#### Saved data entries
────
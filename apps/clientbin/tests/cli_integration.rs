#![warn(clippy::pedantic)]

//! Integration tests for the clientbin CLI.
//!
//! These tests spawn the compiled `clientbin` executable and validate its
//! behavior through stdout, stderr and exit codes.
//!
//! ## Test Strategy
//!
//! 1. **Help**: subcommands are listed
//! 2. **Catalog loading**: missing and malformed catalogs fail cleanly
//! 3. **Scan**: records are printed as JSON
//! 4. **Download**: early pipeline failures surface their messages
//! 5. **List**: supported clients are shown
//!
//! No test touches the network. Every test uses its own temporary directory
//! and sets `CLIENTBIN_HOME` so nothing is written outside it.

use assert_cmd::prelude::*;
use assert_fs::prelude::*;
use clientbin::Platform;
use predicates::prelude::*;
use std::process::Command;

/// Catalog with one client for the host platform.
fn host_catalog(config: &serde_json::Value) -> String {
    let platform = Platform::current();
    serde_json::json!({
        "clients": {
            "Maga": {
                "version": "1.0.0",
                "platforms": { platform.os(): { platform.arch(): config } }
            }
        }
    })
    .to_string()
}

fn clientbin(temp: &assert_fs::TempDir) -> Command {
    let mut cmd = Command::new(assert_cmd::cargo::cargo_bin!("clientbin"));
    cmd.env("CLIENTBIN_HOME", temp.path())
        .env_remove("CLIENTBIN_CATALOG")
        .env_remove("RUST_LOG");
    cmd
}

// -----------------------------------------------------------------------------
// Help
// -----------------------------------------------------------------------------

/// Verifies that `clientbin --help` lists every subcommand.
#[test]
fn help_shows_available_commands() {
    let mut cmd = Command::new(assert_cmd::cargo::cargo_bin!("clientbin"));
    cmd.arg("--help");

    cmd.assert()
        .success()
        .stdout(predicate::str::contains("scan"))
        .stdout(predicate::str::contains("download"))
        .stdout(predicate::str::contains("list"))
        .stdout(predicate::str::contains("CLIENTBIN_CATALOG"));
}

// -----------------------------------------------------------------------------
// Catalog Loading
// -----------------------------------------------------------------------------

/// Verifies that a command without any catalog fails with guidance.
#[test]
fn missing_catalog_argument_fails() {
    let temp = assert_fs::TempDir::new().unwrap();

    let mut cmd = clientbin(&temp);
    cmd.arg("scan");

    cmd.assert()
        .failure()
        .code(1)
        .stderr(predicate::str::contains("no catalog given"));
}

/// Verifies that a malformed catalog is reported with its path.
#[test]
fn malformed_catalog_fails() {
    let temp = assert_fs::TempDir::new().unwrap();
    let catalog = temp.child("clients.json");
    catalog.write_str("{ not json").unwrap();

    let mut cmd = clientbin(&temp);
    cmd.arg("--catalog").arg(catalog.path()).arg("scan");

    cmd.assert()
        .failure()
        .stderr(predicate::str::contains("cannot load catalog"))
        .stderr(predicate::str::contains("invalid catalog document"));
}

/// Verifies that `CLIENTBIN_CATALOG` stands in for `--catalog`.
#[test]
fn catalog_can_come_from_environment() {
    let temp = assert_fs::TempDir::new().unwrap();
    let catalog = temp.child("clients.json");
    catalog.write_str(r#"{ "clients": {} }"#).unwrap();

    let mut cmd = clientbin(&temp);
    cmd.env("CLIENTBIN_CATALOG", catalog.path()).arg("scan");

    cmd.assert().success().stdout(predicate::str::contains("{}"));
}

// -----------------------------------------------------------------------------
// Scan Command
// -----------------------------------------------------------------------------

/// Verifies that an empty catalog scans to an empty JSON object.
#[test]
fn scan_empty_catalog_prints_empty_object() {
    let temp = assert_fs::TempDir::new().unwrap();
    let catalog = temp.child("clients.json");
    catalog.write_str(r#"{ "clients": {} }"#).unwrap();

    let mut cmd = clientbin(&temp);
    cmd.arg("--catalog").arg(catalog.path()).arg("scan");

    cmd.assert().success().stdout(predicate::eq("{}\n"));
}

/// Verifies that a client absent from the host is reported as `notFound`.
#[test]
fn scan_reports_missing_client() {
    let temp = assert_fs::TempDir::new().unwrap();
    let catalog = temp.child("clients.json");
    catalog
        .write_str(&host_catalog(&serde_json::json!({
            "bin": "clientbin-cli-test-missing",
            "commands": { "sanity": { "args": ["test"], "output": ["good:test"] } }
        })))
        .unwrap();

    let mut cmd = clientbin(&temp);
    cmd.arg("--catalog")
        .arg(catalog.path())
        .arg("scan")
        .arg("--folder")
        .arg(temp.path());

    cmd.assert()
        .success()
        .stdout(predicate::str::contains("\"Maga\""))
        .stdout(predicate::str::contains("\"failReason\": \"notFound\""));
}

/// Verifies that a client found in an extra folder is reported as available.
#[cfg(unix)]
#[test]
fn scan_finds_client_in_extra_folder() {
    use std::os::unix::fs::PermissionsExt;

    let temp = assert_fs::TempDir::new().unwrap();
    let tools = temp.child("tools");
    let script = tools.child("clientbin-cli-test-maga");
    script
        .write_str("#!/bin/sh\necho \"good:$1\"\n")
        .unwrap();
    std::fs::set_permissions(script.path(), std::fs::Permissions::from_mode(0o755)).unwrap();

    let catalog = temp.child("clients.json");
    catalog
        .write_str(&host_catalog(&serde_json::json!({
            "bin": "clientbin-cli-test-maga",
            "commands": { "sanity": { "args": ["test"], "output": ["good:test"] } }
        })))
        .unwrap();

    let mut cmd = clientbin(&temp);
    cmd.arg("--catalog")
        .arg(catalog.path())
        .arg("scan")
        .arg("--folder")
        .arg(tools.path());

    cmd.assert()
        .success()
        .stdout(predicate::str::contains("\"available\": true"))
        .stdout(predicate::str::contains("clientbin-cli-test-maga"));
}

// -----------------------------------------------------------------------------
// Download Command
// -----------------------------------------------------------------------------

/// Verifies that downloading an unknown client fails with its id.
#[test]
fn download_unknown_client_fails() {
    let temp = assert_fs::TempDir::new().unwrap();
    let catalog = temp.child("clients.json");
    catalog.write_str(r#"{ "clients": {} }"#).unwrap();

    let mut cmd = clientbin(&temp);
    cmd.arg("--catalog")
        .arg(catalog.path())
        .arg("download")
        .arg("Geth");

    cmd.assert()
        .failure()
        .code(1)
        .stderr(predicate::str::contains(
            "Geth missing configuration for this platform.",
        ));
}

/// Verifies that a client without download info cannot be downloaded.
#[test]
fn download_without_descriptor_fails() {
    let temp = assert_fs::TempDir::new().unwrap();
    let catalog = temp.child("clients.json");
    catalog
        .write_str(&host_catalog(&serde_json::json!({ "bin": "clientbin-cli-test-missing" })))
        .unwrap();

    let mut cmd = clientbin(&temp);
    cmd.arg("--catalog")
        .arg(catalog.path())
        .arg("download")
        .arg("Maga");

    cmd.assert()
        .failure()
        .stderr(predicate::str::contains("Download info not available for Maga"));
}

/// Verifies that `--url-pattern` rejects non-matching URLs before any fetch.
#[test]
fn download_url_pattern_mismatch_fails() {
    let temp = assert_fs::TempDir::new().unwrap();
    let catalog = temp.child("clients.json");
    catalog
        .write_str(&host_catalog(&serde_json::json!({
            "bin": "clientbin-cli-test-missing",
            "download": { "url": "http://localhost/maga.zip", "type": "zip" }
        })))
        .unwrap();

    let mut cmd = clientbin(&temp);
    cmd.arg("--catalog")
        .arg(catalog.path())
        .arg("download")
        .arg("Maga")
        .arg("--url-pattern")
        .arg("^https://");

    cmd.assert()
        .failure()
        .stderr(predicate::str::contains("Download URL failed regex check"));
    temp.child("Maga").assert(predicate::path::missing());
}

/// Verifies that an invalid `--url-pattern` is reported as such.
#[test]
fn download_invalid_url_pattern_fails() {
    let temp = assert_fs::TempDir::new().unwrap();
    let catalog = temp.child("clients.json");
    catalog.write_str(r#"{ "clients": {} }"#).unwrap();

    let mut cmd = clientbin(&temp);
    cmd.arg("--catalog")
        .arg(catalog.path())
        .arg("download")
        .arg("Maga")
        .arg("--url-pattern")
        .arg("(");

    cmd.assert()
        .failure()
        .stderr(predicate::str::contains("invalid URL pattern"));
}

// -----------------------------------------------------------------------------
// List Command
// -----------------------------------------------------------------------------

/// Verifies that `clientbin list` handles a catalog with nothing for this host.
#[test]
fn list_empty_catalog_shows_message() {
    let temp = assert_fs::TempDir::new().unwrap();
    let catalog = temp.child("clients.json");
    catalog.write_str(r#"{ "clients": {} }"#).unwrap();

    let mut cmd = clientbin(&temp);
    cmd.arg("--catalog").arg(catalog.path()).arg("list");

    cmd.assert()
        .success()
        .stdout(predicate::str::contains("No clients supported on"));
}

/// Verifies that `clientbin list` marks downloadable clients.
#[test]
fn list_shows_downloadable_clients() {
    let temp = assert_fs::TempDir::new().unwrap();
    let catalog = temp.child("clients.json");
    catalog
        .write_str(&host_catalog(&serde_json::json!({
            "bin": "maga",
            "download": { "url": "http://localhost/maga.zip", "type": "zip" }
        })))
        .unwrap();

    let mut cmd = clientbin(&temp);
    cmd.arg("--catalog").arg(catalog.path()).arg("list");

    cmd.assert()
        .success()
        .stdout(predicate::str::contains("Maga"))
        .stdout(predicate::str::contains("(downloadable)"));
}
────
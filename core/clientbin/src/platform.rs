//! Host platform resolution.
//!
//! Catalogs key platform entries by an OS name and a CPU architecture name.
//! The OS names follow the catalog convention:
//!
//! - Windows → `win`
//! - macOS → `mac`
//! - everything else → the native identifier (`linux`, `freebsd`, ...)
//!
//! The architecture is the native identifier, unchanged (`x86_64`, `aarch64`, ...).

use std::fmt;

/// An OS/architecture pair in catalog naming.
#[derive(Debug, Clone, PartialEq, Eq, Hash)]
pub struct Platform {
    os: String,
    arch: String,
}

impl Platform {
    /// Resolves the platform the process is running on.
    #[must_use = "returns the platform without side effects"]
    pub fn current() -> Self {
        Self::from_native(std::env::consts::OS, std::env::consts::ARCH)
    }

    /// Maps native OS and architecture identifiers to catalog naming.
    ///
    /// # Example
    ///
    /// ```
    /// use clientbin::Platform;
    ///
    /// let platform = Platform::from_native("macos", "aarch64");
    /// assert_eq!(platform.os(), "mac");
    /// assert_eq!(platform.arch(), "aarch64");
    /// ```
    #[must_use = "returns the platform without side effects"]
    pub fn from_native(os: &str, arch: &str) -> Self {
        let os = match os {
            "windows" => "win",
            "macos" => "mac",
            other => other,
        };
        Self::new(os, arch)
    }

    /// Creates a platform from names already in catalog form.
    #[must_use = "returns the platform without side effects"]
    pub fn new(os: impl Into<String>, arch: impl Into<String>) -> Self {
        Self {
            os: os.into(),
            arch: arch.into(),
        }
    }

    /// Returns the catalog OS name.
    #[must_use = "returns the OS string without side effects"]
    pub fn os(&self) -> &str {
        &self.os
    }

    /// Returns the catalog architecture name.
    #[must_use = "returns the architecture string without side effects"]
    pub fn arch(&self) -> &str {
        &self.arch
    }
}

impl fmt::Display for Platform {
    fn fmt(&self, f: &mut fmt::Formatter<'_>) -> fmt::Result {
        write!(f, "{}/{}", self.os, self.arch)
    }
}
────
#### REQUIRED WORK
From the line that has "filename apps/clientbin/tests/cli_integration.rs" through the line that has "subcommands are listed", copy every line exactly as it appears above, and leave out all others.

#### REPLY
filename apps/clientbin/tests/cli_integration.rs
#![warn(clippy::pedantic)]

//! Integration tests for the clientbin CLI.
//!
//! These tests spawn the compiled `clientbin` executable and validate its
//! behavior through stdout, stderr and exit codes.
//!
//! ## Test Strategy
//!
//! 1. **Help**: subcommands are listed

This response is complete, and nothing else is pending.